_Stored data_
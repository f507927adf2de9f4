use std::sync::Arc;
use std::time::Duration;

use dashmap::DashMap;
use rand::Rng;
use tokio::sync::mpsc;

use super::session;

/// Consecutive failed connection attempts a logical client tolerates before
/// it gives up.
pub const MAX_CONNECT_RETRIES: u32 = 3;

/// Command delivered to a client task.
#[derive(Debug)]
pub(crate) enum ClientCommand {
    Close,
}

/// Hosts the logical clients of one process and the timers that spawn and
/// decommission them.
pub struct ClientContainer {
    clients_count: u32,
    addresses: Vec<(String, u16)>,
    active: DashMap<u32, mpsc::UnboundedSender<ClientCommand>>,
}

impl ClientContainer {
    pub fn new(clients_count: u32, addresses: Vec<(String, u16)>) -> Arc<Self> {
        Arc::new(Self {
            clients_count,
            addresses,
            active: DashMap::new(),
        })
    }

    /// Starts the automatic spawn/decommission churn against random client
    /// ids, mirroring a population of clients coming and going.
    pub fn start(self: &Arc<Self>, spawn_delay: Duration, decommission_delay: Duration) {
        let container = Arc::clone(self);
        tokio::spawn(async move {
            let mut ticker = tokio::time::interval(spawn_delay);
            loop {
                ticker.tick().await;
                let client_id = rand::thread_rng().gen_range(0..container.clients_count);
                let (host, port) = container.random_address();
                container.spawn_client(client_id, host, port);
            }
        });
        let container = Arc::clone(self);
        tokio::spawn(async move {
            let mut ticker = tokio::time::interval(decommission_delay);
            loop {
                ticker.tick().await;
                let client_id = rand::thread_rng().gen_range(0..container.clients_count);
                container.decommission(client_id);
            }
        });
    }

    /// Spawns a logical client connecting to the given address. A client id
    /// that is already active is left alone.
    pub fn spawn_client(self: &Arc<Self>, client_id: u32, host: String, port: u16) {
        if self.active.contains_key(&client_id) {
            tracing::info!("Client {} is already connected", client_id);
            return;
        }
        tracing::info!("Spawning client {} against {}:{}", client_id, host, port);
        let (tx, rx) = mpsc::unbounded_channel();
        self.active.insert(client_id, tx.clone());
        let container = Arc::clone(self);
        tokio::spawn(async move {
            session::run(Arc::clone(&container), client_id, host, port, rx).await;
            container.active.remove_if(&client_id, |_, current| current.same_channel(&tx));
        });
    }

    /// Closes a logical client's connection and forgets it.
    pub fn decommission(&self, client_id: u32) {
        match self.active.remove(&client_id) {
            Some((_, sender)) => {
                tracing::info!("Decommissioning client {}", client_id);
                let _ = sender.send(ClientCommand::Close);
            }
            None => tracing::info!("Client {} is not active", client_id),
        }
    }

    /// Closes every active client.
    pub fn stop(&self) {
        tracing::info!("Stopping client container");
        for client_id in self.active_clients() {
            self.decommission(client_id);
        }
    }

    pub fn is_active(&self, client_id: u32) -> bool {
        self.active.contains_key(&client_id)
    }

    pub fn active_clients(&self) -> Vec<u32> {
        self.active.iter().map(|entry| *entry.key()).collect()
    }

    pub(crate) fn random_address(&self) -> (String, u16) {
        let idx = rand::thread_rng().gen_range(0..self.addresses.len());
        self.addresses[idx].clone()
    }
}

_Exercise details_
Your answer must be the full listing above, printed exactly as it stands.

_Response area_
repository f507927adf2de9f4
use std::sync::Arc;
use std::time::Duration;

use dashmap::DashMap;
use rand::Rng;
use tokio::sync::mpsc;

use super::session;

/// Consecutive failed connection attempts a logical client tolerates before
/// it gives up.
pub const MAX_CONNECT_RETRIES: u32 = 3;

/// Command delivered to a client task.
#[derive(Debug)]
pub(crate) enum ClientCommand {
    Close,
}

/// Hosts the logical clients of one process and the timers that spawn and
/// decommission them.
pub struct ClientContainer {
    clients_count: u32,
    addresses: Vec<(String, u16)>,
    active: DashMap<u32, mpsc::UnboundedSender<ClientCommand>>,
}

impl ClientContainer {
    pub fn new(clients_count: u32, addresses: Vec<(String, u16)>) -> Arc<Self> {
        Arc::new(Self {
            clients_count,
            addresses,
            active: DashMap::new(),
        })
    }

    /// Starts the automatic spawn/decommission churn against random client
    /// ids, mirroring a population of clients coming and going.
    pub fn start(self: &Arc<Self>, spawn_delay: Duration, decommission_delay: Duration) {
        let container = Arc::clone(self);
        tokio::spawn(async move {
            let mut ticker = tokio::time::interval(spawn_delay);
            loop {
                ticker.tick().await;
                let client_id = rand::thread_rng().gen_range(0..container.clients_count);
                let (host, port) = container.random_address();
                container.spawn_client(client_id, host, port);
            }
        });
        let container = Arc::clone(self);
        tokio::spawn(async move {
            let mut ticker = tokio::time::interval(decommission_delay);
            loop {
                ticker.tick().await;
                let client_id = rand::thread_rng().gen_range(0..container.clients_count);
                container.decommission(client_id);
            }
        });
    }

    /// Spawns a logical client connecting to the given address. A client id
    /// that is already active is left alone.
    pub fn spawn_client(self: &Arc<Self>, client_id: u32, host: String, port: u16) {
        if self.active.contains_key(&client_id) {
            tracing::info!("Client {} is already connected", client_id);
            return;
        }
        tracing::info!("Spawning client {} against {}:{}", client_id, host, port);
        let (tx, rx) = mpsc::unbounded_channel();
        self.active.insert(client_id, tx.clone());
        let container = Arc::clone(self);
        tokio::spawn(async move {
            session::run(Arc::clone(&container), client_id, host, port, rx).await;
            container.active.remove_if(&client_id, |_, current| current.same_channel(&tx));
        });
    }

    /// Closes a logical client's connection and forgets it.
    pub fn decommission(&self, client_id: u32) {
        match self.active.remove(&client_id) {
            Some((_, sender)) => {
                tracing::info!("Decommissioning client {}", client_id);
                let _ = sender.send(ClientCommand::Close);
            }
            None => tracing::info!("Client {} is not active", client_id),
        }
    }

    /// Closes every active client.
    pub fn stop(&self) {
        tracing::info!("Stopping client container");
        for client_id in self.active_clients() {
            self.decommission(client_id);
        }
    }

    pub fn is_active(&self, client_id: u32) -> bool {
        self.active.contains_key(&client_id)
    }

    pub fn active_clients(&self) -> Vec<u32> {
        self.active.iter().map(|entry| *entry.key()).collect()
    }

    pub(crate) fn random_address(&self) -> (String, u16) {
        let idx = rand::thread_rng().gen_range(0..self.addresses.len());
        self.addresses[idx].clone()
    }
}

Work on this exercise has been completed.